_REQUIRED WORK:_
Return the listing beneath precisely, with every line intact.

▼

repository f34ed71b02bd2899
//! Database models and schema initialization

pub mod init;
pub mod models;

pub use init::*;
pub use models::*;
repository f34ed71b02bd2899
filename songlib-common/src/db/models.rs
//! Database models

use serde::{Deserialize, Serialize};

use crate::release_date::{self, ReleaseDate};

/// Extra data for a song, one row per song in `song_details`
#[derive(Debug, Clone, Default, PartialEq, Eq, Serialize, Deserialize)]
#[serde(rename_all = "camelCase")]
pub struct SongDetails {
    /// Owning song id (foreign key, unique)
    #[serde(default)]
    pub song_id: i64,
    /// Full lyrics, verses separated by a blank line
    #[serde(default)]
    pub text: String,
    #[serde(default, with = "release_date::optional")]
    pub release_date: Option<ReleaseDate>,
    /// External URL for the song
    #[serde(default)]
    pub link: String,
}

impl SongDetails {
    /// Details with nothing known beyond the owning song
    pub fn empty(song_id: i64) -> Self {
        Self {
            song_id,
            ..Self::default()
        }
    }
}

/// A song joined with its details
#[derive(Debug, Clone, PartialEq, Eq, Serialize, Deserialize)]
pub struct Song {
    pub id: i64,
    /// Performer name
    pub group: String,
    /// Song title
    pub song: String,
    #[serde(rename = "SongDetails")]
    pub details: SongDetails,
}
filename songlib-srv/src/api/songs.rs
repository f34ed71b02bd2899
//! Song endpoints
//!
//! - `GET /songs` filtered, sorted, paginated listing
//! - `GET /songs/:id/text` paginated verses of one song
//! - `POST /songs` add (with optional enrichment)
//! - `PUT /songs/:id` partial edit
//! - `DELETE /songs/:id` delete

use axum::{
    extract::{
        rejection::{JsonRejection, QueryRejection},
        Path, Query, State,
    },
    http::StatusCode,
    routing::get,
    Json, Router,
};
use serde::{Deserialize, Serialize};
use songlib_common::Song;
use tracing::debug;

use crate::db::{self, SongFilter, SortOrder};
use crate::error::{ApiError, ApiResult};
use crate::pagination::{PageParams, DEFAULT_SONG_LIMIT, DEFAULT_VERSE_LIMIT};
use crate::services::{NewSong, SongUpdate};
use crate::verses::paginate_verses;
use crate::AppState;

/// Query parameters for `GET /songs`
///
/// Kept as raw strings so bad numbers surface as our own 400 body.
#[derive(Debug, Default, Deserialize)]
pub struct ListSongsQuery {
    pub group: Option<String>,
    pub song: Option<String>,
    pub link: Option<String>,
    pub text: Option<String>,
    pub sort: Option<String>,
    pub page: Option<String>,
    pub limit: Option<String>,
}

/// Query parameters for `GET /songs/:id/text`
#[derive(Debug, Default, Deserialize)]
pub struct PageQuery {
    pub page: Option<String>,
    pub limit: Option<String>,
}

#[derive(Debug, Serialize)]
pub struct SongListResponse {
    pub page: i64,
    pub limit: i64,
    pub sort: SortOrder,
    pub total: i64,
    pub songs: Vec<Song>,
}

#[derive(Debug, Serialize)]
pub struct SongTextResponse {
    pub page: i64,
    pub limit: i64,
    pub total_verses: usize,
    pub text: Vec<String>,
}

#[derive(Debug, Serialize)]
pub struct DeleteResponse {
    pub message: String,
    pub id: i64,
}

/// GET /songs
pub async fn list_songs(
    State(state): State<AppState>,
    query: Result<Query<ListSongsQuery>, QueryRejection>,
) -> ApiResult<Json<SongListResponse>> {
    let Query(query) = query?;
    let params = PageParams::parse(
        query.page.as_deref(),
        query.limit.as_deref(),
        DEFAULT_SONG_LIMIT,
    )?;
    let sort = SortOrder::from_query(query.sort.as_deref());
    let filter = SongFilter::from_query(query.group, query.song, query.link, query.text);

    debug!(?filter, ?sort, page = params.page, limit = params.limit, "Listing songs");

    let page = db::list_songs(&state.db, &filter, sort, params).await?;

    Ok(Json(SongListResponse {
        page: params.page,
        limit: params.limit,
        sort,
        total: page.total,
        songs: page.songs,
    }))
}

/// GET /songs/:id/text
pub async fn get_song_text(
    State(state): State<AppState>,
    Path(raw_id): Path<String>,
    query: Result<Query<PageQuery>, QueryRejection>,
) -> ApiResult<Json<SongTextResponse>> {
    let id = parse_id(&raw_id)?;
    let Query(query) = query?;
    let params = PageParams::parse(
        query.page.as_deref(),
        query.limit.as_deref(),
        DEFAULT_VERSE_LIMIT,
    )?;

    let details = db::songs::find_details(&state.db, id)
        .await?
        .ok_or_else(|| ApiError::NotFound(format!("Song {} not found", id)))?;

    if details.text.is_empty() {
        return Err(ApiError::NotFound(format!("Song {} has no lyrics", id)));
    }

    let page = paginate_verses(&details.text, params);

    Ok(Json(SongTextResponse {
        page: params.page,
        limit: params.limit,
        total_verses: page.total,
        text: page.verses.into_iter().map(str::to_string).collect(),
    }))
}

/// POST /songs
pub async fn add_song(
    State(state): State<AppState>,
    payload: Result<Json<NewSong>, JsonRejection>,
) -> ApiResult<(StatusCode, Json<Song>)> {
    let Json(new_song) = payload?;
    let song = state.writer().add(new_song).await?;
    Ok((StatusCode::CREATED, Json(song)))
}

/// PUT /songs/:id
pub async fn edit_song(
    State(state): State<AppState>,
    Path(raw_id): Path<String>,
    payload: Result<Json<SongUpdate>, JsonRejection>,
) -> ApiResult<Json<Song>> {
    let id = parse_id(&raw_id)?;
    let Json(update) = payload?;
    let song = state.writer().edit(id, update).await?;
    Ok(Json(song))
}

/// DELETE /songs/:id
pub async fn delete_song(
    State(state): State<AppState>,
    Path(raw_id): Path<String>,
) -> ApiResult<Json<DeleteResponse>> {
    let id = parse_id(&raw_id)?;
    state.writer().delete(id).await?;
    Ok(Json(DeleteResponse {
        message: "Song deleted".to_string(),
        id,
    }))
}

fn parse_id(raw: &str) -> ApiResult<i64> {
    raw.parse::<i64>()
        .map_err(|_| ApiError::BadRequest(format!("Invalid song id: '{}'", raw)))
}

/// Build song routes
pub fn song_routes() -> Router<AppState> {
    Router::new()
        .route("/songs", get(list_songs).post(add_song))
        .route("/songs/:id", axum::routing::put(edit_song).delete(delete_song))
        .route("/songs/:id/text", get(get_song_text))
}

▲

_EXERCISE ANSWER:_
repository f34ed71b02bd2899
//! Database models and schema initialization

pub mod init;
pub mod models;

pub use init::*;
pub use models::*;
repository f34ed71b02bd2899
filename songlib-common/src/db/models.rs
//! Database models

use serde::{Deserialize, Serialize};

use crate::release_date::{self, ReleaseDate};

/// Extra data for a song, one row per song in `song_details`
#[derive(Debug, Clone, Default, PartialEq, Eq, Serialize, Deserialize)]
#[serde(rename_all = "camelCase")]
pub struct SongDetails {
    /// Owning song id (foreign key, unique)
    #[serde(default)]
    pub song_id: i64,
    /// Full lyrics, verses separated by a blank line
    #[serde(default)]
    pub text: String,
    #[serde(default, with = "release_date::optional")]
    pub release_date: Option<ReleaseDate>,
    /// External URL for the song
    #[serde(default)]
    pub link: String,
}

impl SongDetails {
    /// Details with nothing known beyond the owning song
    pub fn empty(song_id: i64) -> Self {
        Self {
            song_id,
            ..Self::default()
        }
    }
}

/// A song joined with its details
#[derive(Debug, Clone, PartialEq, Eq, Serialize, Deserialize)]
pub struct Song {
    pub id: i64,
    /// Performer name
    pub group: String,
    /// Song title
    pub song: String,
    #[serde(rename = "SongDetails")]
    pub details: SongDetails,
}
filename songlib-srv/src/api/songs.rs
repository f34ed71b02bd2899
//! Song endpoints
//!
//! - `GET /songs` filtered, sorted, paginated listing
//! - `GET /songs/:id/text` paginated verses of one song
//! - `POST /songs` add (with optional enrichment)
//! - `PUT /songs/:id` partial edit
//! - `DELETE /songs/:id` delete

use axum::{
    extract::{
        rejection::{JsonRejection, QueryRejection},
        Path, Query, State,
    },
    http::StatusCode,
    routing::get,
    Json, Router,
};
use serde::{Deserialize, Serialize};
use songlib_common::Song;
use tracing::debug;

use crate::db::{self, SongFilter, SortOrder};
use crate::error::{ApiError, ApiResult};
use crate::pagination::{PageParams, DEFAULT_SONG_LIMIT, DEFAULT_VERSE_LIMIT};
use crate::services::{NewSong, SongUpdate};
use crate::verses::paginate_verses;
use crate::AppState;

/// Query parameters for `GET /songs`
///
/// Kept as raw strings so bad numbers surface as our own 400 body.
#[derive(Debug, Default, Deserialize)]
pub struct ListSongsQuery {
    pub group: Option<String>,
    pub song: Option<String>,
    pub link: Option<String>,
    pub text: Option<String>,
    pub sort: Option<String>,
    pub page: Option<String>,
    pub limit: Option<String>,
}

/// Query parameters for `GET /songs/:id/text`
#[derive(Debug, Default, Deserialize)]
pub struct PageQuery {
    pub page: Option<String>,
    pub limit: Option<String>,
}

#[derive(Debug, Serialize)]
pub struct SongListResponse {
    pub page: i64,
    pub limit: i64,
    pub sort: SortOrder,
    pub total: i64,
    pub songs: Vec<Song>,
}

#[derive(Debug, Serialize)]
pub struct SongTextResponse {
    pub page: i64,
    pub limit: i64,
    pub total_verses: usize,
    pub text: Vec<String>,
}

#[derive(Debug, Serialize)]
pub struct DeleteResponse {
    pub message: String,
    pub id: i64,
}

/// GET /songs
pub async fn list_songs(
    State(state): State<AppState>,
    query: Result<Query<ListSongsQuery>, QueryRejection>,
) -> ApiResult<Json<SongListResponse>> {
    let Query(query) = query?;
    let params = PageParams::parse(
        query.page.as_deref(),
        query.limit.as_deref(),
        DEFAULT_SONG_LIMIT,
    )?;
    let sort = SortOrder::from_query(query.sort.as_deref());
    let filter = SongFilter::from_query(query.group, query.song, query.link, query.text);

    debug!(?filter, ?sort, page = params.page, limit = params.limit, "Listing songs");

    let page = db::list_songs(&state.db, &filter, sort, params).await?;

    Ok(Json(SongListResponse {
        page: params.page,
        limit: params.limit,
        sort,
        total: page.total,
        songs: page.songs,
    }))
}

/// GET /songs/:id/text
pub async fn get_song_text(
    State(state): State<AppState>,
    Path(raw_id): Path<String>,
    query: Result<Query<PageQuery>, QueryRejection>,
) -> ApiResult<Json<SongTextResponse>> {
    let id = parse_id(&raw_id)?;
    let Query(query) = query?;
    let params = PageParams::parse(
        query.page.as_deref(),
        query.limit.as_deref(),
        DEFAULT_VERSE_LIMIT,
    )?;

    let details = db::songs::find_details(&state.db, id)
        .await?
        .ok_or_else(|| ApiError::NotFound(format!("Song {} not found", id)))?;

    if details.text.is_empty() {
        return Err(ApiError::NotFound(format!("Song {} has no lyrics", id)));
    }

    let page = paginate_verses(&details.text, params);

    Ok(Json(SongTextResponse {
        page: params.page,
        limit: params.limit,
        total_verses: page.total,
        text: page.verses.into_iter().map(str::to_string).collect(),
    }))
}

/// POST /songs
pub async fn add_song(
    State(state): State<AppState>,
    payload: Result<Json<NewSong>, JsonRejection>,
) -> ApiResult<(StatusCode, Json<Song>)> {
    let Json(new_song) = payload?;
    let song = state.writer().add(new_song).await?;
    Ok((StatusCode::CREATED, Json(song)))
}

/// PUT /songs/:id
pub async fn edit_song(
    State(state): State<AppState>,
    Path(raw_id): Path<String>,
    payload: Result<Json<SongUpdate>, JsonRejection>,
) -> ApiResult<Json<Song>> {
    let id = parse_id(&raw_id)?;
    let Json(update) = payload?;
    let song = state.writer().edit(id, update).await?;
    Ok(Json(song))
}

/// DELETE /songs/:id
pub async fn delete_song(
    State(state): State<AppState>,
    Path(raw_id): Path<String>,
) -> ApiResult<Json<DeleteResponse>> {
    let id = parse_id(&raw_id)?;
    state.writer().delete(id).await?;
    Ok(Json(DeleteResponse {
        message: "Song deleted".to_string(),
        id,
    }))
}

fn parse_id(raw: &str) -> ApiResult<i64> {
    raw.parse::<i64>()
        .map_err(|_| ApiError::BadRequest(format!("Invalid song id: '{}'", raw)))
}

/// Build song routes
pub fn song_routes() -> Router<AppState> {
    Router::new()
        .route("/songs", get(list_songs).post(add_song))
        .route("/songs/:id", axum::routing::put(edit_song).delete(delete_song))
        .route("/songs/:id/text", get(get_song_text))
}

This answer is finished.